Le rêve était ambitieux assurément, aussi ambitieux que dangereux, et s’il ne s’est pas produit au grand jour, s’il a même été désavoué par M. Gambetta dans un discours prononcé à Lille, il n’est pas moins implicitement dans les derniers actes de Bordeaux, qui ne signifient rien, ou qui prouvent qu’on aurait préféré une reddition de Paris sans condition à une capitulation diplomatique qui appelle la France à se prononcer elle-même sur la paix ou sur la continuation de la guerre.

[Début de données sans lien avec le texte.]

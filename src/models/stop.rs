//! Rider records and pickup stops.

use serde::{Deserialize, Serialize};

/// Returns `true` if a free-text flag value marks an accessibility rider.
///
/// Accepts the spellings that show up in real rosters: `y`, `yes`, `true`,
/// `1`, in any case, with surrounding whitespace. Everything else — empty
/// strings included — is standard.
///
/// # Examples
///
/// ```
/// use paratransit_routing::models::accessibility_flag;
///
/// assert!(accessibility_flag("Yes"));
/// assert!(accessibility_flag(" y "));
/// assert!(accessibility_flag("1"));
/// assert!(!accessibility_flag("no"));
/// assert!(!accessibility_flag(""));
/// ```
pub fn accessibility_flag(value: &str) -> bool {
    matches!(
        value.trim().to_ascii_lowercase().as_str(),
        "y" | "yes" | "true" | "1"
    )
}

/// One raw roster row: a rider's name, pickup address, and whether the
/// rider needs an accessibility-equipped vehicle.
///
/// The textual flag is normalized to a boolean once, here — never
/// re-interpreted downstream.
#[derive(Debug, Clone, PartialEq, Serialize, Deserialize)]
pub struct RiderRecord {
    name: String,
    address: String,
    requires_accessibility: bool,
}

impl RiderRecord {
    /// Creates a record with an already-normalized flag.
    pub fn new(
        name: impl Into<String>,
        address: impl Into<String>,
        requires_accessibility: bool,
    ) -> Self {
        Self {
            name: name.into(),
            address: address.into(),
            requires_accessibility,
        }
    }

    /// Creates a record from a free-text accessibility flag.
    pub fn from_flag(name: impl Into<String>, address: impl Into<String>, flag: &str) -> Self {
        Self::new(name, address, accessibility_flag(flag))
    }

    /// Rider name.
    pub fn name(&self) -> &str {
        &self.name
    }

    /// Pickup address.
    pub fn address(&self) -> &str {
        &self.address
    }

    /// Whether this rider needs an accessibility vehicle.
    pub fn requires_accessibility(&self) -> bool {
        self.requires_accessibility
    }
}

/// A pickup stop: one address, the riders boarding there, and whether the
/// stop must be served by an accessibility vehicle.
///
/// Stops are created once per unique (address, eligibility) pair by
/// grouping roster records; the plan-mutation layer may later split or
/// merge rider membership.
///
/// # Examples
///
/// ```
/// use paratransit_routing::models::{RiderRecord, Stop};
///
/// let records = vec![
///     RiderRecord::from_flag("Ada", "12 Elm St", "no"),
///     RiderRecord::from_flag("Ben", "9 Oak Ave", "no"),
///     RiderRecord::from_flag("Cal", "12 Elm St", "no"),
/// ];
/// let stops = Stop::group_records(&records);
/// assert_eq!(stops.len(), 2);
/// assert_eq!(stops[0].address(), "12 Elm St");
/// assert_eq!(stops[0].riders(), ["Ada", "Cal"]);
/// ```
#[derive(Debug, Clone, PartialEq, Serialize, Deserialize)]
pub struct Stop {
    address: String,
    riders: Vec<String>,
    requires_accessibility: bool,
}

impl Stop {
    /// Creates a stop.
    pub fn new(
        address: impl Into<String>,
        riders: Vec<String>,
        requires_accessibility: bool,
    ) -> Self {
        Self {
            address: address.into(),
            riders,
            requires_accessibility,
        }
    }

    /// Groups roster records into stops, one per unique
    /// (address, eligibility) pair.
    ///
    /// Address order and rider order within an address both follow first
    /// appearance in the input.
    pub fn group_records(records: &[RiderRecord]) -> Vec<Stop> {
        let mut stops: Vec<Stop> = Vec::new();
        for record in records {
            let existing = stops.iter().position(|s| {
                s.address == record.address
                    && s.requires_accessibility == record.requires_accessibility
            });
            match existing {
                Some(pos) => stops[pos].riders.push(record.name.clone()),
                None => stops.push(Stop::new(
                    record.address.clone(),
                    vec![record.name.clone()],
                    record.requires_accessibility,
                )),
            }
        }
        stops
    }

    /// Pickup address.
    pub fn address(&self) -> &str {
        &self.address
    }

    /// Riders boarding at this stop, in pickup order.
    pub fn riders(&self) -> &[String] {
        &self.riders
    }

    /// Number of riders at this stop.
    pub fn rider_count(&self) -> usize {
        self.riders.len()
    }

    /// Whether this stop requires an accessibility vehicle.
    pub fn requires_accessibility(&self) -> bool {
        self.requires_accessibility
    }

    /// Mutable access to the rider list (plan mutation only).
    pub(crate) fn riders_mut(&mut self) -> &mut Vec<String> {
        &mut self.riders
    }
}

Ce qu’on aurait voulu en un mot, c’eût été que la chute de Paris ne décidât rien, ne tranchât rien, et que le gouvernement de Paris, en disparaissant ou en restant prisonnier de guerre, laissât au gouvernement de Bordeaux sa pleine et entière liberté. — Eh ! sans doute, par elle-même, cette idée n’a rien que puisse désavouer le patriotisme ; il eût été à désirer en effet que la douloureuse catastrophe de Paris n’eût point une influence décisive sur la situation générale, qu’il restât toujours quelque part un gouvernement faisant face à l’ennemi, continuant la défense nationale, bien entendu avec le libre concours du pays, et il a dépendu peut-être de M. Gambetta de faire de ce rêve patriotique une réalité. S’il n’en est point ainsi aujourd’hui, si la défense du pays tout entier a été compromise, qui donc est le coupable ? Ce n’est point apparemment le gouvernement de Paris. Lors même que ce gouvernement n’eût traité que pour la grande ville où il est enfermé depuis cinq mois, est-ce que nos provinces, nos armées de l’est, de l’ouest et du nord, seraient dans une meilleure situation ? est-ce que le gouvernement de Bordeaux aurait plus d’autorité et de prestige aux yeux de la France ? La crise où se débat notre malheureux pays ne resterait pas moins redoutable, elle ne serait pas moins arrivée à une de ces périodes aiguës où de toute façon il faut une solution, et ici en vérité commence pour la délégation envoyée en province, pour M. Gambetta en particulier, une terrible responsabilité.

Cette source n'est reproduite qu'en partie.